● Records
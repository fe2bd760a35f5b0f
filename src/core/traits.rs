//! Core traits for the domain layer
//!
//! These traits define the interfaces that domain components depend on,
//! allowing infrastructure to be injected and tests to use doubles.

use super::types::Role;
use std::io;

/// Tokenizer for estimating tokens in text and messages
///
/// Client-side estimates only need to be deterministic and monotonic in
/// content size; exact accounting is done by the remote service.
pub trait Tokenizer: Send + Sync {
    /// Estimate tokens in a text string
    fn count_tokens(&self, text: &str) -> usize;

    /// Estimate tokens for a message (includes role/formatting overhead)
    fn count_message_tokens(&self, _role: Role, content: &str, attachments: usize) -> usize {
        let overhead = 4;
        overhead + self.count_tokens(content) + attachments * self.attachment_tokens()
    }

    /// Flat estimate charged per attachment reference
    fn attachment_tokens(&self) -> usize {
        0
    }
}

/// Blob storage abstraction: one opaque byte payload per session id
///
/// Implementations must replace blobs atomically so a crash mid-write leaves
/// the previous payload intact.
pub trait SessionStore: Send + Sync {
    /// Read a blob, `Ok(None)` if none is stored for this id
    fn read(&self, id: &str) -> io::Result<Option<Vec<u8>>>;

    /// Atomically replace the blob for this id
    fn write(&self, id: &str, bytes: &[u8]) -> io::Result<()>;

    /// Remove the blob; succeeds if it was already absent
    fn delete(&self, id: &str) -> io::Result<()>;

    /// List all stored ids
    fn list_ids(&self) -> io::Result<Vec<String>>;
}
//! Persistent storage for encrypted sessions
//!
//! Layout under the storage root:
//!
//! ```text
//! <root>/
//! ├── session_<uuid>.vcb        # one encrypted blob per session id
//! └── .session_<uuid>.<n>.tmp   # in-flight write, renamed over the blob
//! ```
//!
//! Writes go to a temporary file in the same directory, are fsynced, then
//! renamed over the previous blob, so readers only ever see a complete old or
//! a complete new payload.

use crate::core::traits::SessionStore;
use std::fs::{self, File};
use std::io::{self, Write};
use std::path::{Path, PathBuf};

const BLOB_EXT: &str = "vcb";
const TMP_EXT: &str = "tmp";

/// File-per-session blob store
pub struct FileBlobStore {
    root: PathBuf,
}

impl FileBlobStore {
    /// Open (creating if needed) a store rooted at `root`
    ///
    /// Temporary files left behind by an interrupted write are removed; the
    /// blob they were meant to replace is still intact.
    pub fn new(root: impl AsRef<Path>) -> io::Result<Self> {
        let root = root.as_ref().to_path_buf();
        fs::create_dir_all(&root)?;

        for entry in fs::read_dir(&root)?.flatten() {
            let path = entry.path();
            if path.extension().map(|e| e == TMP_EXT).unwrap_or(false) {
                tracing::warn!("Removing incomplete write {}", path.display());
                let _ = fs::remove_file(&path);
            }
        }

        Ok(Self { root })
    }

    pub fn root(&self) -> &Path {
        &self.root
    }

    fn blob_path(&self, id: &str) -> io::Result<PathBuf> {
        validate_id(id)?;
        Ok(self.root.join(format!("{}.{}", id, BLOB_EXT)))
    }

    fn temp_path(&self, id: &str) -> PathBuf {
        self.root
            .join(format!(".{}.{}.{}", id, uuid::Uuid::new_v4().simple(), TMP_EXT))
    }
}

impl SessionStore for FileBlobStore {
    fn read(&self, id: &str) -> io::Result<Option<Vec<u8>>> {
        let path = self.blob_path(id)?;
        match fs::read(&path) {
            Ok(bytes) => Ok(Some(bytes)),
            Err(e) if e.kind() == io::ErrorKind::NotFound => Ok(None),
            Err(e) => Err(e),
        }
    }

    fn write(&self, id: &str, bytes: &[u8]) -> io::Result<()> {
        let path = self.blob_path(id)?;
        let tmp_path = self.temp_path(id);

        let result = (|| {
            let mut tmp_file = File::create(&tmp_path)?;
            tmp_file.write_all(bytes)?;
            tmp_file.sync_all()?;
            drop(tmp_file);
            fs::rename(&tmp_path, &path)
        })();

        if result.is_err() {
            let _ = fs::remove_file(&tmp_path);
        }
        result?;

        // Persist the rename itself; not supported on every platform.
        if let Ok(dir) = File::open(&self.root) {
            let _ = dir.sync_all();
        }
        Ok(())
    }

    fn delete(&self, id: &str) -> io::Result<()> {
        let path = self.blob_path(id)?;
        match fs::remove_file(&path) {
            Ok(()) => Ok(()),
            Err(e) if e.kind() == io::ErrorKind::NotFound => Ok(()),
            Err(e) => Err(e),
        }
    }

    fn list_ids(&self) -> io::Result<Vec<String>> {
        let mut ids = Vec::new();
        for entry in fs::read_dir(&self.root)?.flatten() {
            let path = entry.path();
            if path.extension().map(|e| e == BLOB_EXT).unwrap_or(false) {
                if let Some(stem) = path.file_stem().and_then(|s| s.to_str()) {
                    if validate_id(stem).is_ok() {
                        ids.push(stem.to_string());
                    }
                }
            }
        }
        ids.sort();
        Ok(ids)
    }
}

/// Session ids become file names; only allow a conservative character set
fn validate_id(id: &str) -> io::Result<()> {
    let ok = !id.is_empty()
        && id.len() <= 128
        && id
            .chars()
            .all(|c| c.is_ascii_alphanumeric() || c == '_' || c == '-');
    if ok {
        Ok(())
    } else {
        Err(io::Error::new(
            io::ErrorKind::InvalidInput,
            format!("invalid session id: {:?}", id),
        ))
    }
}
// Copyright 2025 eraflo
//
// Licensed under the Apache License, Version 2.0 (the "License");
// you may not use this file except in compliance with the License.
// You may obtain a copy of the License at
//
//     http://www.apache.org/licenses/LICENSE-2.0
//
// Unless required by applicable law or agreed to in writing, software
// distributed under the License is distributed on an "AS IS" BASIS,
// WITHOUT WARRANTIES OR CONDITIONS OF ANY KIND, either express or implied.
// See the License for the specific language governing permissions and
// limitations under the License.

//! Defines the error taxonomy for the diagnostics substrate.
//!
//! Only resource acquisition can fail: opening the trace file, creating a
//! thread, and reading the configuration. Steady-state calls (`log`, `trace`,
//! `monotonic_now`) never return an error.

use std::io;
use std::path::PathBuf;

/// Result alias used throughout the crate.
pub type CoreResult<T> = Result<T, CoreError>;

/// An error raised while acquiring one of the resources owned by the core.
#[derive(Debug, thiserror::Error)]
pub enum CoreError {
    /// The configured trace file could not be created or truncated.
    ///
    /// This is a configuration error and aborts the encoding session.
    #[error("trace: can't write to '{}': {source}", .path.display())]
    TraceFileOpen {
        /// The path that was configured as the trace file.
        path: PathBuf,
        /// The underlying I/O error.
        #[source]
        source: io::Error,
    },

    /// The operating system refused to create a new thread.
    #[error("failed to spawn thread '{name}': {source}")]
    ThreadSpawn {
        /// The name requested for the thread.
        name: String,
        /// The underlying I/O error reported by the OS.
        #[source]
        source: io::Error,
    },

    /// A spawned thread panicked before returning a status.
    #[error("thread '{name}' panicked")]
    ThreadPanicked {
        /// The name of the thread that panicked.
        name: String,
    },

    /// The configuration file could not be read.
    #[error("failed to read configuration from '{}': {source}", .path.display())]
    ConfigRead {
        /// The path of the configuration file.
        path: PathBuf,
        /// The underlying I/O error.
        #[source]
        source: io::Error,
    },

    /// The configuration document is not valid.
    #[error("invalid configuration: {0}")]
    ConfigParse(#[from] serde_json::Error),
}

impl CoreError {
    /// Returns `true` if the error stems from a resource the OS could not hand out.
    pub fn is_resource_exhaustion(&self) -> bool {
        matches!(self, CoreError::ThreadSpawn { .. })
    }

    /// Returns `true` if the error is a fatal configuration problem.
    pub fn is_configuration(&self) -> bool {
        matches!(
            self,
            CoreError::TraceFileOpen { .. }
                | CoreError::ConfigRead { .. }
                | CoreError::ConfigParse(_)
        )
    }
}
==
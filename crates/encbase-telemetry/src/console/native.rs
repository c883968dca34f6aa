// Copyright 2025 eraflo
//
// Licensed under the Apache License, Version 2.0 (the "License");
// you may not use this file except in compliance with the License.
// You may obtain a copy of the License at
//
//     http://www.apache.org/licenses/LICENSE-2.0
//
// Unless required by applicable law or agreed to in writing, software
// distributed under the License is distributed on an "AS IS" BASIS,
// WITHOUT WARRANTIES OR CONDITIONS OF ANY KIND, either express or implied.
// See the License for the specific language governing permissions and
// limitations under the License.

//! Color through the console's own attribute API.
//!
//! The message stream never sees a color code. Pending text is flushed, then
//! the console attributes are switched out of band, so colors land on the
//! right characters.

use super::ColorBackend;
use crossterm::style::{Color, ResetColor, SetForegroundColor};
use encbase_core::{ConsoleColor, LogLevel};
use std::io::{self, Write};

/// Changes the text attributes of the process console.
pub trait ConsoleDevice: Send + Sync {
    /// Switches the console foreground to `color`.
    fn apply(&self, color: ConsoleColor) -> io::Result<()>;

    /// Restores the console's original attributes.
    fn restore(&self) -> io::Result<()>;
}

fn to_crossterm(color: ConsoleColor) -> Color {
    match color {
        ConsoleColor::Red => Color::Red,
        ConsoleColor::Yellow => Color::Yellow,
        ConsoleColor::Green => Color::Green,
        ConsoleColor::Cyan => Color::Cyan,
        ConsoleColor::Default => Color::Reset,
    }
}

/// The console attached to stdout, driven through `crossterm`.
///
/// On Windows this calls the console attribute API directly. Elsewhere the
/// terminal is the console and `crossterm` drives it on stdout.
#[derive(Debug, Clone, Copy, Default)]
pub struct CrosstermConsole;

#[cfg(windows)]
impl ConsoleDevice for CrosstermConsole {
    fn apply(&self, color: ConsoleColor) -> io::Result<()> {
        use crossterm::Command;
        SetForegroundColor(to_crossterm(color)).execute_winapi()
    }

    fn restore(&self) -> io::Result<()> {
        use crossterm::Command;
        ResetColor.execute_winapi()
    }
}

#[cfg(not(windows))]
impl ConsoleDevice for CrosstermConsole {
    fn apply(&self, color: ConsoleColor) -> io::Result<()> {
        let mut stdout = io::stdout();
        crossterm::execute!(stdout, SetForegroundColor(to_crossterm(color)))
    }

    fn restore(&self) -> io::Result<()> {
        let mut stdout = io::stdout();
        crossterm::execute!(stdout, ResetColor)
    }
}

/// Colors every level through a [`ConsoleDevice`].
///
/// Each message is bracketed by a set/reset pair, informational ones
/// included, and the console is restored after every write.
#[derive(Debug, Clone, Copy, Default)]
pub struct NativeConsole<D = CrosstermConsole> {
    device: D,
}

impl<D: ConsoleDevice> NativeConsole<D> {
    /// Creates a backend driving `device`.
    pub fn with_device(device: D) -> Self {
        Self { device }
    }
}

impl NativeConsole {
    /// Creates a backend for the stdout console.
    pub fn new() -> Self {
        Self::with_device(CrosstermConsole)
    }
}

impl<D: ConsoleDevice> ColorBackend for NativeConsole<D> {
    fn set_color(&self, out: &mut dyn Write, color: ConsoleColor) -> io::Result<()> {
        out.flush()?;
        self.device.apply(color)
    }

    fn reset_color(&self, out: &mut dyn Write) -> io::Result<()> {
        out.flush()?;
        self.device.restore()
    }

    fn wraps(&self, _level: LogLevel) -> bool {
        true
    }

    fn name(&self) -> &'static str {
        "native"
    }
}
---
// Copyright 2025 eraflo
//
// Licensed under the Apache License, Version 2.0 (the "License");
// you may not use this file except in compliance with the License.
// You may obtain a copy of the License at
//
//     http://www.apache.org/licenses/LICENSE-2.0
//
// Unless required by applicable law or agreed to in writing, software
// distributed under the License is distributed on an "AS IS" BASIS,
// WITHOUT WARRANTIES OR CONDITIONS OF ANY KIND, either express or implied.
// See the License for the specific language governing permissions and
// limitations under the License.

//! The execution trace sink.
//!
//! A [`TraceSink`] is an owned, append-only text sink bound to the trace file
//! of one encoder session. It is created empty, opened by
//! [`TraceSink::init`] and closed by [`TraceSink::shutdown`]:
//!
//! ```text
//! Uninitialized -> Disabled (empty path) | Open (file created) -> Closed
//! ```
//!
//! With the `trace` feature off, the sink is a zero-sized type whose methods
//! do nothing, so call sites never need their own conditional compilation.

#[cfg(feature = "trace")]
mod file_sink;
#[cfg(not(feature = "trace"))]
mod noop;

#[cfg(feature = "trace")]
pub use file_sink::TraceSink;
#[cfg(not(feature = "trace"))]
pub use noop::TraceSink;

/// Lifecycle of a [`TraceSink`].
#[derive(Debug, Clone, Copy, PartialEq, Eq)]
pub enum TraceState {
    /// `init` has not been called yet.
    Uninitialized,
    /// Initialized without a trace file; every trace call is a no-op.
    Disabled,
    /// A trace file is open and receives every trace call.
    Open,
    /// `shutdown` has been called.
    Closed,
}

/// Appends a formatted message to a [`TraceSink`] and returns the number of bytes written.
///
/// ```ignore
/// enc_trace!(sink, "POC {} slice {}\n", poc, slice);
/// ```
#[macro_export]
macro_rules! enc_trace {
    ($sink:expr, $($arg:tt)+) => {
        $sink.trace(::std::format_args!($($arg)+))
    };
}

● Work required
Once the line with "File-per-session blob store" is found in the records above, print exactly that line and every line after it through the line with "impl SessionStore for".

● Expected answer
/// File-per-session blob store
pub struct FileBlobStore {
    root: PathBuf,
}

impl FileBlobStore {
    /// Open (creating if needed) a store rooted at `root`
    ///
    /// Temporary files left behind by an interrupted write are removed; the
    /// blob they were meant to replace is still intact.
    pub fn new(root: impl AsRef<Path>) -> io::Result<Self> {
        let root = root.as_ref().to_path_buf();
        fs::create_dir_all(&root)?;

        for entry in fs::read_dir(&root)?.flatten() {
            let path = entry.path();
            if path.extension().map(|e| e == TMP_EXT).unwrap_or(false) {
                tracing::warn!("Removing incomplete write {}", path.display());
                let _ = fs::remove_file(&path);
            }
        }

        Ok(Self { root })
    }

    pub fn root(&self) -> &Path {
        &self.root
    }

    fn blob_path(&self, id: &str) -> io::Result<PathBuf> {
        validate_id(id)?;
        Ok(self.root.join(format!("{}.{}", id, BLOB_EXT)))
    }

    fn temp_path(&self, id: &str) -> PathBuf {
        self.root
            .join(format!(".{}.{}.{}", id, uuid::Uuid::new_v4().simple(), TMP_EXT))
    }
}

impl SessionStore for FileBlobStore {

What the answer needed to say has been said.